Provenge (sipuleucel-T) is meant to treat men with with androgen-independent prostate cancer, and according to the pharmaceutical company, “could represent the first product in a new class of active cellular immunotherapies (ACIs)”. ACIs use live human cells to recruit the patient’s own immune system against the cancer.

Chief executive Mitchell Gold noted that “survival is the gold standard outcome for oncology clinical trials” and the successful outcome from the IMPACT study “provides validation of the long-pursued goal of harnessing the human immune system against a patient’s own cancer”.

The treatment doesn’t work like a traditional vaccine. Doctors must collect specialised cells from each patient’s blood, then mix them with a protein found on most prostate cancer cells to help activate the immune system.
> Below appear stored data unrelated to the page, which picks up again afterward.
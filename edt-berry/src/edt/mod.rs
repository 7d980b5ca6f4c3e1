//! 多区域欧氏距离变换 (EDT).
//!
//! 对标签网格中的每个体素, 计算它到最近的 "不同标签" 体素的欧氏距离.
//! 标签 0 为背景, 其余每个非零值都是一个区域 (可以由多个不连通的部分组成).
//! 支持各向异性体素, 二维逐片模式, 以及视野 (FOV) 边缘的两种处理策略.
//!
//! 算法是可分离的: 依次沿每个轴对所有一维线做 Felzenszwalb-Huttenlocher
//! 下包络变换, 每条线按标签切分为若干区间分别处理. 结果是精确的.
//!
//! # Examples
//!
//! ```
//! use edt_berry::edt::{compute_edt, EdtOptions, FovBoundary};
//! use ndarray::Array3;
//!
//! let mut labels = Array3::<u8>::zeros((1, 1, 8));
//! for w in [0, 1, 2, 6, 7] {
//!     labels[[0, 0, w]] = 1;
//! }
//! let opts = EdtOptions {
//!     squared: true,
//!     fov: FovBoundary::Open,
//!     ..Default::default()
//! };
//! let dist = compute_edt(labels.view(), None, [1.0; 3], &opts).unwrap();
//! assert_eq!(dist.as_slice().unwrap(), &[9.0f32, 4.0, 1.0, 1.0, 4.0, 1.0, 1.0, 4.0]);
//! ```

mod axes;
mod envelope;
mod error;
mod lines;
mod pass;
mod policy;

#[cfg(test)]
mod brute;

pub use axes::{AnatomicalAxis, AxisMask, Orientation, Plane};
pub use envelope::{squared_edt_1d, LowerEnvelope};
pub use error::{ConfigError, EdtError};
pub use pass::squared_distance_field;
pub use policy::annotate;

use log::info;
use ndarray::{Array3, ArrayView3};
use num::Zero;

#[cfg(feature = "serde")]
use serde::{Deserialize, Serialize};

/// EDT 计算结果.
pub type EdtResult<T> = Result<T, EdtError>;

/// 可以作为区域标签的类型. `T::zero()` 代表背景.
///
/// 所有整数类型都自动满足该约束.
pub trait Label: Copy + PartialEq + Zero + Send + Sync {}

impl<T: Copy + PartialEq + Zero + Send + Sync> Label for T {}

/// 非零区域在视野边缘的处理策略. 背景 (标签 0) 在视野边缘总是开放的.
#[derive(Copy, Clone, Debug, Default, Eq, PartialEq, Hash)]
#[cfg_attr(feature = "serde", derive(Serialize, Deserialize))]
pub enum FovBoundary {
    /// 视野之外视为背景: 非零区域在视野边缘处终止,
    /// 边缘体素到视野外一格虚拟体素的距离参与比较.
    #[default]
    Closed,

    /// 视野之外是未知的: 区域向视野外无限延伸, 只有网格内的异标签体素构成边界.
    Open,
}

impl FovBoundary {
    /// 标签为 `label` 的区间在视野边缘是否闭合?
    #[inline]
    pub fn closes<T: Label>(&self, label: T) -> bool {
        matches!(self, FovBoundary::Closed) && !label.is_zero()
    }
}

/// EDT 选项.
#[derive(Clone, Debug, PartialEq)]
#[cfg_attr(feature = "serde", derive(Serialize, Deserialize))]
pub struct EdtOptions {
    /// 输出平方距离. 默认为 `false`, 即输出距离本身.
    pub squared: bool,

    /// 背景体素的距离取负值.
    pub background_negative: bool,

    /// 非零体素的距离取负值.
    pub foreground_negative: bool,

    /// 背景体素的输出置 0. 不能与 `background_negative` 同时使用.
    pub zero_background: bool,

    /// 非零区域在视野边缘的处理策略.
    pub fov: FovBoundary,

    /// 忽略体素边长, 所有轴都按单位间距计算.
    pub ignore_voxdims: bool,

    /// 参与变换的数组轴.
    pub axes: AxisMask,

    /// 二维模式的平面. 仅用于日志输出, 轴的选择以 `axes` 为准.
    /// 二者不一致时 (例如 `axes` 为全部三个轴), 日志按 `axes` 描述.
    pub plane: Option<Plane>,

    /// 日志详细程度. 0 表示不输出进度信息.
    pub verbosity: u8,
}

impl Default for EdtOptions {
    fn default() -> Self {
        Self {
            squared: false,
            background_negative: false,
            foreground_negative: false,
            zero_background: false,
            fov: FovBoundary::Closed,
            ignore_voxdims: false,
            axes: AxisMask::full(),
            plane: None,
            verbosity: 1,
        }
    }
}

impl EdtOptions {
    /// 检查选项之间是否冲突.
    pub fn validate(&self) -> Result<(), ConfigError> {
        if self.zero_background && self.background_negative {
            return Err(ConfigError::ConflictingSigns);
        }
        Ok(())
    }

    /// 切换为 `plane` 上的二维逐片模式. `orientation` 描述数据的三个数组轴.
    pub fn only_2d(mut self, plane: Plane, orientation: &Orientation) -> Self {
        self.axes = AxisMask::from_plane(plane, orientation);
        self.plane = Some(plane);
        self
    }

    /// 参与变换的轴的文字描述, 用于日志.
    ///
    /// 以 `axes` 为准: 三个轴全开时为 `3D`, `plane` 被忽略;
    /// 否则列出参与的数组轴, 有 `plane` 时附上平面名.
    pub fn describe_axes(&self) -> String {
        if self.axes.is_full() {
            return "3D".to_string();
        }
        let axes: Vec<usize> = self.axes.enabled().collect();
        match self.plane {
            Some(plane) => format!("{}D over axes {axes:?} ({plane} plane)", axes.len()),
            None => format!("{}D over axes {axes:?}", axes.len()),
        }
    }

    /// 实际参与计算的体素边长.
    #[inline]
    pub fn effective_spacing(&self, spacing: [f64; 3]) -> [f64; 3] {
        if self.ignore_voxdims {
            [1.0; 3]
        } else {
            spacing
        }
    }
}

/// 计算标签网格 `labels` 的 EDT.
///
/// `spacing` 是三个数组轴各自的体素边长. `mask` 为 `false` 的体素输出 0,
/// 但掩膜不会改变任何体素的距离.
///
/// # 返回值
///
/// 与 `labels` 形状相同的距离场. 配置冲突, 掩膜形状不符, 以及
/// [`squared_distance_field`] 的所有错误都会原样返回.
///
/// # 注意
///
/// 二维模式下只要有一个切片全是背景 (或在开放视野下只含一个标签),
/// 该切片的体素就没有边界, 整个网格返回 `Err(EdtError::Unbounded(n))`,
/// 其余切片的结果也不会返回. 需要逐片容错时, 调用方应先检查各切片,
/// 或把切片分别传入.
pub fn compute_edt<T: Label>(
    labels: ArrayView3<T>,
    mask: Option<ArrayView3<bool>>,
    spacing: [f64; 3],
    opts: &EdtOptions,
) -> EdtResult<Array3<f32>> {
    opts.validate()?;
    if let Some(m) = mask {
        if m.shape() != labels.shape() {
            let (a, b, c) = labels.dim();
            let (x, y, z) = m.dim();
            return Err(ConfigError::ShapeMismatch {
                labels: [a, b, c],
                mask: [x, y, z],
            }
            .into());
        }
    }

    let spacing = opts.effective_spacing(spacing);
    if opts.verbosity > 0 {
        info!(
            "EDT on {:?} grid, spacing {spacing:?}, {}",
            labels.shape(),
            opts.describe_axes()
        );
    }

    let dist2 = squared_distance_field(labels, spacing, opts.axes, opts.fov)?;
    let out = policy::apply_policy(dist2, labels, mask, opts);

    if opts.verbosity > 1 {
        let max = out.iter().fold(0.0f32, |m, v| m.max(v.abs()));
        info!("EDT done, max |distance| = {max}");
    }
    Ok(out)
}
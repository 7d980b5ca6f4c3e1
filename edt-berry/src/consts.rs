//! 通用常量.

/// 边缘阈值的放大系数. 邻接阶数为 `r` 时, 平方距离不超过 `r * EDGE_TOLERANCE`
/// 的体素算作边缘, 以容纳浮点误差.
pub const EDGE_TOLERANCE: f32 = 1.01;

/// 标签网格中背景的值.
pub const BACKGROUND: i32 = 0;

/// 边缘提取中 DoG 非负体素的标签值.
pub const DOG_ROI: u8 = 1;
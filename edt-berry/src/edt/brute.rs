//! 测试用的 O(N^2) 参照实现.

use super::{AxisMask, FovBoundary, Label};
use itertools::iproduct;
use ndarray::{Array3, ArrayView3};

/// 对每个体素穷举所有异标签体素 (关闭的轴上必须位于同一切片),
/// 闭合视野下非零体素再与每个打开轴上视野外一格的虚拟边界比较.
/// 找不到任何边界时为 `+inf`.
pub(crate) fn brute_force<T: Label>(
    labels: ArrayView3<T>,
    spacing: [f64; 3],
    axes: AxisMask,
    fov: FovBoundary,
) -> Array3<f64> {
    let (d0, d1, d2) = labels.dim();
    let dims = [d0, d1, d2];
    Array3::from_shape_fn(labels.raw_dim(), |(a, b, c)| {
        let here = [a, b, c];
        let label = labels[here];
        let mut best = f64::INFINITY;

        for (x, y, z) in iproduct!(0..d0, 0..d1, 0..d2) {
            let there = [x, y, z];
            if labels[there] == label {
                continue;
            }
            let mut sq = 0.0;
            let mut same_slice = true;
            for k in 0..3 {
                let diff = here[k] as f64 - there[k] as f64;
                if axes.is_enabled(k) {
                    sq += (diff * spacing[k]).powi(2);
                } else if diff != 0.0 {
                    same_slice = false;
                }
            }
            if same_slice {
                best = best.min(sq);
            }
        }

        if fov.closes(label) {
            for k in axes.enabled() {
                let steps = (here[k] + 1).min(dims[k] - here[k]) as f64;
                best = best.min((steps * spacing[k]).powi(2));
            }
        }
        best
    })
}
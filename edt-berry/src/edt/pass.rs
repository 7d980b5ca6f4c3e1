//! 逐轴组合一维变换.

use super::axes::AxisMask;
use super::lines::transform_axis;
use super::{ConfigError, EdtError, EdtResult, FovBoundary, Label};
use log::debug;
use ndarray::{Array3, ArrayView3};

/// 计算原始平方距离场.
///
/// 从处处 `+inf` 出发, 按轴序升序依次沿每个打开的轴做一次一维变换,
/// 第 `k` 个轴使用间距 `spacing[k]`. 关闭的轴不做任何处理,
/// 相当于在其余两个轴张成的每个切片上独立地做二维变换.
///
/// 结果是每个体素中心到最近异标签体素中心的最小平方物理距离.
/// 在 [`FovBoundary::Closed`] 策略下, 非零标签体素还会看到每个打开轴上
/// 视野外一格的虚拟边界.
///
/// # 返回值
///
/// 1. 网格为空时返回 `Err(EdtError::EmptyGrid)`.
/// 2. 体素边长不是有限正数时返回 `Err(EdtError::Config(..))`.
/// 3. 整个网格只有一种标签时返回 `Err(EdtError::SingleLabel)`.
/// 4. 有体素找不到边界时返回 `Err(EdtError::Unbounded(n))`,
///   `n` 为这类体素个数. 二维模式下整片同为背景时会出现.
pub fn squared_distance_field<T: Label>(
    labels: ArrayView3<T>,
    spacing: [f64; 3],
    axes: AxisMask,
    fov: FovBoundary,
) -> EdtResult<Array3<f64>> {
    if labels.is_empty() {
        return Err(EdtError::EmptyGrid);
    }
    if spacing.iter().any(|s| !s.is_finite() || *s <= 0.0) {
        return Err(ConfigError::InvalidSpacing(spacing).into());
    }
    let first = labels.iter().next().copied().ok_or(EdtError::EmptyGrid)?;
    if labels.iter().all(|l| *l == first) {
        return Err(EdtError::SingleLabel);
    }

    let mut dist = Array3::from_elem(labels.raw_dim(), f64::INFINITY);
    for axis in axes.enabled() {
        debug!(
            "EDT pass along axis {axis}: {} lines of length {}, spacing {}",
            labels.len() / labels.len_of(ndarray::Axis(axis)),
            labels.len_of(ndarray::Axis(axis)),
            spacing[axis]
        );
        transform_axis(labels, dist.view_mut(), axis, spacing[axis], fov);
    }

    match dist.iter().filter(|v| v.is_infinite()).count() {
        0 => Ok(dist),
        n => Err(EdtError::Unbounded(n)),
    }
}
The resulting “vaccine” helps the immune system recognise cancer as a threat, much as it would germs that enter the body.
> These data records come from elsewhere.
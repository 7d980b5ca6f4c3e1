//! 一维抛物线下包络 (Felzenszwalb & Huttenlocher, 2012).
//!
//! 每个位置为 `p`, 高度为 `h` 的站点贡献一条抛物线 `h + ((x - p) * delta)^2`.
//! 所有抛物线的逐点最小值即一维平方距离变换. 站点必须按位置严格升序加入,
//! 此时维护下包络只需要一个单调栈, 总时间复杂度为 O(N).
//!
//! 站点位置以样本下标为单位, 但不要求是整数. 这样区域边界可以落在两个样本之间.

/// 抛物线下包络, 同时也是计算一维变换所需的全部临时空间.
///
/// 每个工作线程应持有自己的实例, 并在处理不同的线之间用 [`Self::reset`] 复用.
#[derive(Debug, Clone)]
pub struct LowerEnvelope {
    /// 样本间距 (物理单位).
    delta: f64,

    /// 栈中抛物线的顶点位置 (样本下标单位), 严格升序.
    sites: Vec<f64>,

    /// 栈中抛物线的顶点高度.
    heights: Vec<f64>,

    /// `bounds[k]` 是第 `k` 条抛物线在下包络上开始起效的位置 (物理单位).
    /// 第一条抛物线总是 `-inf`.
    bounds: Vec<f64>,
}

impl LowerEnvelope {
    /// 以样本间距 `delta` 创建空的下包络.
    ///
    /// `delta` 必须为有限正数, 否则程序 panic.
    pub fn new(delta: f64) -> Self {
        Self::with_capacity(delta, 0)
    }

    /// 以样本间距 `delta` 创建空的下包络, 并预留 `capacity` 条抛物线的空间.
    pub fn with_capacity(delta: f64, capacity: usize) -> Self {
        assert!(delta.is_finite() && delta > 0.0, "样本间距 `{delta}` 非法");
        Self {
            delta,
            sites: Vec::with_capacity(capacity),
            heights: Vec::with_capacity(capacity),
            bounds: Vec::with_capacity(capacity),
        }
    }

    /// 清空所有抛物线并改用新的样本间距. 不释放已分配的空间.
    pub fn reset(&mut self, delta: f64) {
        assert!(delta.is_finite() && delta > 0.0, "样本间距 `{delta}` 非法");
        self.delta = delta;
        self.sites.clear();
        self.heights.clear();
        self.bounds.clear();
    }

    /// 样本间距.
    #[inline]
    pub fn delta(&self) -> f64 {
        self.delta
    }

    /// 当前下包络上的抛物线个数.
    #[inline]
    pub fn len(&self) -> usize {
        self.sites.len()
    }

    /// 下包络是否为空 (即处处为 `+inf`)?
    #[inline]
    pub fn is_empty(&self) -> bool {
        self.sites.is_empty()
    }

    /// 加入一条顶点在 `site`, 高度为 `height` 的抛物线.
    ///
    /// `site` 必须严格大于之前加入的所有站点. 高度不是有限值的站点不可能出现在
    /// 下包络上, 会被直接忽略.
    pub fn push(&mut self, site: f64, height: f64) {
        if !height.is_finite() {
            return;
        }
        debug_assert!(self.sites.last().map_or(true, |&last| last < site));

        while let Some(k) = self.sites.len().checked_sub(1) {
            let s = self.crossing(k, site, height);
            if s > self.bounds[k] {
                self.sites.push(site);
                self.heights.push(height);
                self.bounds.push(s);
                return;
            }
            // 新抛物线在第 `k` 条抛物线的整个有效区间上都更低.
            self.sites.pop();
            self.heights.pop();
            self.bounds.pop();
        }
        self.sites.push(site);
        self.heights.push(height);
        self.bounds.push(f64::NEG_INFINITY);
    }

    /// 第 `k` 条抛物线与 `(site, height)` 抛物线交点的物理坐标.
    ///
    /// 展开 `(site * d)^2 - (p * d)^2` 会在下标很大时损失精度,
    /// 因此按因式分解后的形式计算.
    #[inline]
    fn crossing(&self, k: usize, site: f64, height: f64) -> f64 {
        let (p, h) = (self.sites[k], self.heights[k]);
        let d = self.delta;
        (height - h) / (2.0 * d * (site - p)) + 0.5 * d * (site + p)
    }

    /// 在样本位置 `0, 1, 2, ...` 上依次求值, 写入 `out`.
    ///
    /// 两条抛物线恰好在某个样本处相交时, 取左侧 (较早加入的) 站点;
    /// 两者在该处的值相同, 结果与选择无关.
    /// 如果下包络为空, 则所有输出均为 `+inf`.
    pub fn eval_into<'a, I>(&self, out: I)
    where
        I: IntoIterator<Item = &'a mut f64>,
    {
        if self.is_empty() {
            out.into_iter().for_each(|o| *o = f64::INFINITY);
            return;
        }

        let mut k = 0usize;
        for (q, o) in out.into_iter().enumerate() {
            let x = q as f64 * self.delta;
            while k + 1 < self.len() && self.bounds[k + 1] < x {
                k += 1;
            }
            let d = (q as f64 - self.sites[k]) * self.delta;
            *o = self.heights[k] + d * d;
        }
    }
}

/// 采样函数 `f` 的一维平方距离变换:
/// `out[i] = min_j ( f[j] + ((i - j) * delta)^2 )`.
///
/// `f` 中的 `+inf` 表示该样本不提供任何候选.
pub fn squared_edt_1d(f: &[f64], delta: f64) -> Vec<f64> {
    let mut env = LowerEnvelope::with_capacity(delta, f.len());
    for (j, h) in f.iter().enumerate() {
        env.push(j as f64, *h);
    }
    let mut out = vec![0.0; f.len()];
    env.eval_into(out.iter_mut());
    out
}

#[cfg(test)]
mod tests {
    use super::{squared_edt_1d, LowerEnvelope};
    use rand::rngs::StdRng;
    use rand::{Rng, SeedableRng};

    /// O(N^2) 参照实现.
    fn brute_force(f: &[f64], delta: f64) -> Vec<f64> {
        (0..f.len())
            .map(|i| {
                f.iter()
                    .enumerate()
                    .map(|(j, h)| h + ((i as f64 - j as f64) * delta).powi(2))
                    .fold(f64::INFINITY, f64::min)
            })
            .collect()
    }

    fn assert_close(a: &[f64], b: &[f64]) {
        assert_eq!(a.len(), b.len());
        for (x, y) in a.iter().zip(b.iter()) {
            if x.is_infinite() || y.is_infinite() {
                assert_eq!(x, y);
            } else {
                assert!((x - y).abs() <= 1e-9 * (1.0 + y.abs()), "{a:?} != {b:?}");
            }
        }
    }

    /// 边界位于 2.5 与 5.5 (标签 `[1, 1, 1, 0, 0, 0, 1, 1]`), 视野边缘开放.
    #[test]
    fn test_half_index_boundaries() {
        let mut env = LowerEnvelope::new(1.0);
        env.push(2.5, 0.0);
        env.push(5.5, 0.0);
        let mut out = [0.0; 8];
        env.eval_into(out.iter_mut());
        assert_eq!(out, [6.25, 2.25, 0.25, 0.25, 2.25, 0.25, 0.25, 2.25]);
    }

    #[test]
    fn test_single_sample() {
        assert_eq!(squared_edt_1d(&[3.5], 0.7), vec![3.5]);
        assert_eq!(squared_edt_1d(&[f64::INFINITY], 1.0), vec![f64::INFINITY]);
        assert!(squared_edt_1d(&[], 1.0).is_empty());
    }

    #[test]
    fn test_all_infinite() {
        let f = [f64::INFINITY; 5];
        assert!(squared_edt_1d(&f, 2.0).iter().all(|v| v.is_infinite()));
    }

    /// 只有左端一个边界时, 距离随位置单调增长.
    #[test]
    fn test_one_sided_growth() {
        let mut env = LowerEnvelope::new(0.5);
        env.push(-1.0, 0.0);
        let mut out = [0.0; 6];
        env.eval_into(out.iter_mut());
        for (q, v) in out.iter().enumerate() {
            assert_eq!(*v, ((q as f64 + 1.0) * 0.5).powi(2));
        }
        assert!(out.windows(2).all(|w| w[0] < w[1]));
    }

    #[test]
    fn test_against_brute_force() {
        let mut rng = StdRng::seed_from_u64(0x5eed);
        for _ in 0..300 {
            let n = rng.random_range(1..40);
            let delta = rng.random_range(0.2..3.0);
            let f: Vec<f64> = (0..n)
                .map(|_| {
                    if rng.random_bool(0.3) {
                        f64::INFINITY
                    } else {
                        rng.random_range(0.0..50.0)
                    }
                })
                .collect();
            assert_close(&squared_edt_1d(&f, delta), &brute_force(&f, delta));
        }
    }

    /// 大下标下交点计算不能因抵消而失真.
    #[test]
    fn test_large_indices() {
        let n = 200_000;
        let mut f = vec![f64::INFINITY; n];
        f[n - 3] = 0.0;
        f[n - 1] = 0.0;
        let out = squared_edt_1d(&f, 0.9);
        assert!((out[n - 2] - 0.81).abs() < 1e-12);
        assert!((out[0] - ((n - 3) as f64 * 0.9).powi(2)).abs() < 1e-3);
    }

    #[test]
    fn test_reset_reuses_envelope() {
        let mut env = LowerEnvelope::with_capacity(1.0, 4);
        env.push(0.0, 0.0);
        env.push(1.0, 0.0);
        assert_eq!(env.len(), 2);
        env.reset(2.0);
        assert!(env.is_empty());
        assert_eq!(env.delta(), 2.0);
        env.push(3.0, 1.0);
        let mut out = [0.0; 4];
        env.eval_into(out.iter_mut());
        assert_eq!(out, [37.0, 17.0, 5.0, 1.0]);
    }
}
In term of getting the vaccine to commercialization, Gold said Provenge’s pricing hasn’t been determined but will likely be “similar to other biologics in the oncology space.” Dendreon plans to partner the drug outside the U.S. and market it directly to U.S. oncologists and urologists using a sales force of about 100 representatives.

In the earlier analyze of 127 men, those treated with the vaccine lived an average of 4 1/2 months longer than those given fake treatments. After three years, survival was 34 percent in the vaccine group and only 11 percent in the other.

More details concerning Dendreon’s commercial strategy will be discussed at an analyst day this summer, Gold said.